**Your assignment**: Return all the lines below in which the string "FromImport" appears.

**Saved data entries**:
BEGIN

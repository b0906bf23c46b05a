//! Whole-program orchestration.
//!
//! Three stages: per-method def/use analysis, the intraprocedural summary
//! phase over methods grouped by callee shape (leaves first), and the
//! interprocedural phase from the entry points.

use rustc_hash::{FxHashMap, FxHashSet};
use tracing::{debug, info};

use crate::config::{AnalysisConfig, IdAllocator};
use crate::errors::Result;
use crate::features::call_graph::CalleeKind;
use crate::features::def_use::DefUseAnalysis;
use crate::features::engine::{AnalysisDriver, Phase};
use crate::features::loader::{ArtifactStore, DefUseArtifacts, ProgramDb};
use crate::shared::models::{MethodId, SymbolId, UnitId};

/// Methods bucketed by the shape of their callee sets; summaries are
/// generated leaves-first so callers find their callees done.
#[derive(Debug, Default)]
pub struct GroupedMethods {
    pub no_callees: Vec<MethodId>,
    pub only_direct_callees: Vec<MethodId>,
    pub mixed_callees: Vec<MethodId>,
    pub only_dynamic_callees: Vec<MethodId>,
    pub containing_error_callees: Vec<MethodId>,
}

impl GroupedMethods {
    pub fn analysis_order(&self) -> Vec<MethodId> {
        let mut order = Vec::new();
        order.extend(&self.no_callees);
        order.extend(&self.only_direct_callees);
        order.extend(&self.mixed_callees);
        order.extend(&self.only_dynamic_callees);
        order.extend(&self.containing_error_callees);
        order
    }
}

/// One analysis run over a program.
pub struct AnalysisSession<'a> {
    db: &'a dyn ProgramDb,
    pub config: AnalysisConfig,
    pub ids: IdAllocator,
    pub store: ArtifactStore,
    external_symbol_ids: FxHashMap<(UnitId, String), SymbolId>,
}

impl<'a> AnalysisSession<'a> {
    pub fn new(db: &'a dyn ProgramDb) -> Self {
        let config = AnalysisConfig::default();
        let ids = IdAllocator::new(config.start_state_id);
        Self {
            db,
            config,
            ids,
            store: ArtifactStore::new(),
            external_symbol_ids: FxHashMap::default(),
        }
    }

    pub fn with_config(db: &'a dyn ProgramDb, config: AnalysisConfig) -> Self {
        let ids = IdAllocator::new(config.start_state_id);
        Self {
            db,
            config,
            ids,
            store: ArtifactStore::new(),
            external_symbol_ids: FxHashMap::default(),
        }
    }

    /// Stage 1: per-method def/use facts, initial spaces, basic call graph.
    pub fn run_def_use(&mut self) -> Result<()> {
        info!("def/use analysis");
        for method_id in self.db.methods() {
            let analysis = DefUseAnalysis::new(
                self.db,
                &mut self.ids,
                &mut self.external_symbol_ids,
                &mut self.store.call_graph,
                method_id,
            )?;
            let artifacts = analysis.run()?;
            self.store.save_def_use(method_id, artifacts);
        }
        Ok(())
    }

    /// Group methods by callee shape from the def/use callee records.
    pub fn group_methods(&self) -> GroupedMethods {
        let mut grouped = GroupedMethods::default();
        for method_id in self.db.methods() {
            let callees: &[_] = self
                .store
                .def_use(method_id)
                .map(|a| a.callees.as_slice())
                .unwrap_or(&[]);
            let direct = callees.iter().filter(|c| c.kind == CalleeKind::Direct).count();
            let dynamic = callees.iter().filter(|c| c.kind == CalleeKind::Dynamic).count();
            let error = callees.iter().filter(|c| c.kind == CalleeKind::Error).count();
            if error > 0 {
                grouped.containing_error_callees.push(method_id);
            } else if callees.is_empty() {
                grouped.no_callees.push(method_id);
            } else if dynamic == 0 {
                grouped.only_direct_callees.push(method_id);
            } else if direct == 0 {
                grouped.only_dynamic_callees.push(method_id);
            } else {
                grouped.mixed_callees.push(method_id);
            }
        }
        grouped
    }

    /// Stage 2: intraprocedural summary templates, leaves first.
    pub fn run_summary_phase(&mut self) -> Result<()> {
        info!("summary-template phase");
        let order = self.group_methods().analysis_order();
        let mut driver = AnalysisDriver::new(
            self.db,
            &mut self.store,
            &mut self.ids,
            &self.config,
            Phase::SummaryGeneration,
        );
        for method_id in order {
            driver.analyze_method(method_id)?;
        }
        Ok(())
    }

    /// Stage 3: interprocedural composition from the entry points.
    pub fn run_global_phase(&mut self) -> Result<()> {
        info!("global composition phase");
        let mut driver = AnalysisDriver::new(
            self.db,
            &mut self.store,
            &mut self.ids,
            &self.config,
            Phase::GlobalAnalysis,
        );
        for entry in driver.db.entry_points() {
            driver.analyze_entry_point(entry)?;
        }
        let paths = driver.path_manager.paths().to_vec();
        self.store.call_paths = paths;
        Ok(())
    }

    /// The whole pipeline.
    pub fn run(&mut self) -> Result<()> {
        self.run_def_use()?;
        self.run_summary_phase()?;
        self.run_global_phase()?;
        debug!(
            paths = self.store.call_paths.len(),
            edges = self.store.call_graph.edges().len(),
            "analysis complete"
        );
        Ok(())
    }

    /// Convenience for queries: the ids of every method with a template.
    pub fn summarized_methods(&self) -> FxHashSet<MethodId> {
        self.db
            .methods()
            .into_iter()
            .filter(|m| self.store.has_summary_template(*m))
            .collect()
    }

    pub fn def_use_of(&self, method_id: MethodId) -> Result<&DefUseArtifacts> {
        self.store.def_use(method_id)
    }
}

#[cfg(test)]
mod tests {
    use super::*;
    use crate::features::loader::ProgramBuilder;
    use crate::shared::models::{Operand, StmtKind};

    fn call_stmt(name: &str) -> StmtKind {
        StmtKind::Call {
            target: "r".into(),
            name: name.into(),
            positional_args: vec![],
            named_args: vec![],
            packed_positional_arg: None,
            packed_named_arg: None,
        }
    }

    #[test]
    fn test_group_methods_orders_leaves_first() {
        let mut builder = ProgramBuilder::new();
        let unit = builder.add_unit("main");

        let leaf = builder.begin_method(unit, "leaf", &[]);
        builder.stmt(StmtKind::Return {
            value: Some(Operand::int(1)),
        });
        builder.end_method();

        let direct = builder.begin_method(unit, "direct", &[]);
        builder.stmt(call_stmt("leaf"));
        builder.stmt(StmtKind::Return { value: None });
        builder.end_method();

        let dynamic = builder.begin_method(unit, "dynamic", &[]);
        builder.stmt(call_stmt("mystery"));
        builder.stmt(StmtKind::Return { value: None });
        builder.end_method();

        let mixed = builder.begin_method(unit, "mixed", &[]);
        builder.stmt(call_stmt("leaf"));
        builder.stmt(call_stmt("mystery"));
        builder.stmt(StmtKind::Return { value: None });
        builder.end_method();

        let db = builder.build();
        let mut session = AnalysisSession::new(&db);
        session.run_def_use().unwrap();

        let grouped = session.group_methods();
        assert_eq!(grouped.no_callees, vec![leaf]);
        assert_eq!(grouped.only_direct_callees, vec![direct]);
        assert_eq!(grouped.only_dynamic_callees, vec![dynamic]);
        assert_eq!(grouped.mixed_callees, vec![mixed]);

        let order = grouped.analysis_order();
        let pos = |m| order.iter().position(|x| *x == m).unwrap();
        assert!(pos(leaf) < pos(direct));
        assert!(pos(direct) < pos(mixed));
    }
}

END
BEGIN

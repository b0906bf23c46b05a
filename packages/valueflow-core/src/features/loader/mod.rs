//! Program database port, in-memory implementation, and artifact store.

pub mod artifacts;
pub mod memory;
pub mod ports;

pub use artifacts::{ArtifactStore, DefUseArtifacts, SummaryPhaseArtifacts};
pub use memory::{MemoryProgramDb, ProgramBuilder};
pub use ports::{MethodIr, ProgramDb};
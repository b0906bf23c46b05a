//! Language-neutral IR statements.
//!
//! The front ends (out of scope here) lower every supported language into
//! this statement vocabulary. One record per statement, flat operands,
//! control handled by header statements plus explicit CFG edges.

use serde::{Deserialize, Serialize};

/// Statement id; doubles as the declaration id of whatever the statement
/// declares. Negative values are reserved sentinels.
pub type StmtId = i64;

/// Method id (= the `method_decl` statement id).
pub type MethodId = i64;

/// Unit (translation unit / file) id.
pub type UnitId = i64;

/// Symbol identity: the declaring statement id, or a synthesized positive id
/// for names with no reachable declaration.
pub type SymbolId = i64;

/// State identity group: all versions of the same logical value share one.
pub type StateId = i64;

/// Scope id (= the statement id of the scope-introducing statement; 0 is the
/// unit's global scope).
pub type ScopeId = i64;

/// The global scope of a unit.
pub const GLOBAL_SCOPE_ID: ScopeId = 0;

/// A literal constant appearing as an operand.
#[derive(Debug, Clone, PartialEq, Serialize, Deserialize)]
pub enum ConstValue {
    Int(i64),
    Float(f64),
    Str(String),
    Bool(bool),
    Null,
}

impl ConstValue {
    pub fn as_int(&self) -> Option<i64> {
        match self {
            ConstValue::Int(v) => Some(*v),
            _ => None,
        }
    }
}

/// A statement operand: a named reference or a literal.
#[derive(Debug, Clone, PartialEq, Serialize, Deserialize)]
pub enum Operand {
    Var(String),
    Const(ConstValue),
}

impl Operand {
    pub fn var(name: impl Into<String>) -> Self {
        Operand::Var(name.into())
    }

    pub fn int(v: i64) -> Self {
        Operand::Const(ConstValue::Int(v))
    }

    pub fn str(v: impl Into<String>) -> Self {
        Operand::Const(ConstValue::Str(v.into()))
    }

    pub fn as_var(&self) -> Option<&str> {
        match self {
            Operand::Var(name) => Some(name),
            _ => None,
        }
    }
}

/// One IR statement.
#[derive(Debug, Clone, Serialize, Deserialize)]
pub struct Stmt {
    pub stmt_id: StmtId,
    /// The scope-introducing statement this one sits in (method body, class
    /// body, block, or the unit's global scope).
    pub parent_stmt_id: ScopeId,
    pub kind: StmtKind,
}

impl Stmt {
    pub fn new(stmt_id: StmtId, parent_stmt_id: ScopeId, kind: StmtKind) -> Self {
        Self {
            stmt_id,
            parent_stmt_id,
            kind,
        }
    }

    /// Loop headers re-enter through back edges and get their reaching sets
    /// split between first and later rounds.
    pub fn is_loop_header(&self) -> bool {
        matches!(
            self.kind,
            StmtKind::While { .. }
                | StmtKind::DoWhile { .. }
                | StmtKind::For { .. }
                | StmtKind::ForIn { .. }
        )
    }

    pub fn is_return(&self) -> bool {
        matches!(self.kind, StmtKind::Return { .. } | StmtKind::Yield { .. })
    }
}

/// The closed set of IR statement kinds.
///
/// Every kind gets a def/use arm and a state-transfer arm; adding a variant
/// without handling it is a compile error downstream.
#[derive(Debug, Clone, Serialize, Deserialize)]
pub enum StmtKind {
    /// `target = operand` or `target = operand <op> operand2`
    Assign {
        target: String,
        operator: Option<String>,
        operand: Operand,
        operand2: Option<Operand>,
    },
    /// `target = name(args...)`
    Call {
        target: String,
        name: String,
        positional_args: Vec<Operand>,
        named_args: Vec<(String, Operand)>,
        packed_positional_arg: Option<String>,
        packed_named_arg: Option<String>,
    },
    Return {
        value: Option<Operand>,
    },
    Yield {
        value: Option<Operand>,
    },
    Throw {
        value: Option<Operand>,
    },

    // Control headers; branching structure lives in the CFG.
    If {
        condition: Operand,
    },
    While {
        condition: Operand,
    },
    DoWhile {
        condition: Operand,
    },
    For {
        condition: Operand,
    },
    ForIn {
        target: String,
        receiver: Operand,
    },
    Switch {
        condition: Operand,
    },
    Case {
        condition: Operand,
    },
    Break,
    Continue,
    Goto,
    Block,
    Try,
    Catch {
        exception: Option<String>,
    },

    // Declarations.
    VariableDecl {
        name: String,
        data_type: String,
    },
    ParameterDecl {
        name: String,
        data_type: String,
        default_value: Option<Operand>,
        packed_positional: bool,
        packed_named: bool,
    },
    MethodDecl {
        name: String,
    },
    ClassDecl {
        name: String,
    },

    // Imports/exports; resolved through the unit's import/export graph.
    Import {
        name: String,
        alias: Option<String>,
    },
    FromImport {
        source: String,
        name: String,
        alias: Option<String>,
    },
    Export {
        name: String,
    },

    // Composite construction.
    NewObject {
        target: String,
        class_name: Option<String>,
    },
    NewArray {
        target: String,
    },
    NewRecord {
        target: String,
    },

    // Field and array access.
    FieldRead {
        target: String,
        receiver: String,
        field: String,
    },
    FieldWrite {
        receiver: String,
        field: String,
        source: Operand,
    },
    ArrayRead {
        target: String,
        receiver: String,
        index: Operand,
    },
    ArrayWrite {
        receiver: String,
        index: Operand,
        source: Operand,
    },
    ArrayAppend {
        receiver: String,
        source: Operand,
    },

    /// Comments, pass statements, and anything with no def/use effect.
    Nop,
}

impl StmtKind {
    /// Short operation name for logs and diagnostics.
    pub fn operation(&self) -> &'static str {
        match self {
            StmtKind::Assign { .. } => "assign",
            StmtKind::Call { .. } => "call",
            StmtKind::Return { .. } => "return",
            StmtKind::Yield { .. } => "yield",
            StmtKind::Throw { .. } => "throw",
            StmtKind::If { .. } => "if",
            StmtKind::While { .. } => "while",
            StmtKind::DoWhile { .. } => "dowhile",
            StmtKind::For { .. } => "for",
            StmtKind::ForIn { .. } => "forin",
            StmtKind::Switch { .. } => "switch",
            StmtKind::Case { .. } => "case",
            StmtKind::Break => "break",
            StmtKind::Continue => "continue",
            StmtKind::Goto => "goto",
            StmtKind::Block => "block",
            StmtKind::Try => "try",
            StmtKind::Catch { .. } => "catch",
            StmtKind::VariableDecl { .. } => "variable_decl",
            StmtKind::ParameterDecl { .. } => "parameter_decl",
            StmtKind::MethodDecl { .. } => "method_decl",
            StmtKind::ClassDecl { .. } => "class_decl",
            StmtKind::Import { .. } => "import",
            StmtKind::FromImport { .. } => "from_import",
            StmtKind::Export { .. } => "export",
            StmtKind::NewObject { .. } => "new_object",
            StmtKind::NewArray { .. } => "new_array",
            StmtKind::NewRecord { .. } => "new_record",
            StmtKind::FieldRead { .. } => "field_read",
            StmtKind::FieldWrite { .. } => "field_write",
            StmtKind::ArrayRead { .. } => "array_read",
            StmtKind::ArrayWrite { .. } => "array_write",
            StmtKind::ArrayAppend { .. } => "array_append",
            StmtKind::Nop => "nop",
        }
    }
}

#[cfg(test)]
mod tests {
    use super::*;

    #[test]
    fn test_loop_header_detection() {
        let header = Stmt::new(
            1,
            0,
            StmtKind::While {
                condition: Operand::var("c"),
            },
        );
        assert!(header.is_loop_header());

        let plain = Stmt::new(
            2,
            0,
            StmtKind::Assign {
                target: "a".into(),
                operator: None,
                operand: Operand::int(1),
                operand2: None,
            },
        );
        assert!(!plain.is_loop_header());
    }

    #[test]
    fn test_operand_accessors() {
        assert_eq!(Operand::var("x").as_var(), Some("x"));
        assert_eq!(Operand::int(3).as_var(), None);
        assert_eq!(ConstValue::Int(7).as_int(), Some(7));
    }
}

END

**Written response**:
    FromImport {
            StmtKind::FromImport { .. } => "from_import",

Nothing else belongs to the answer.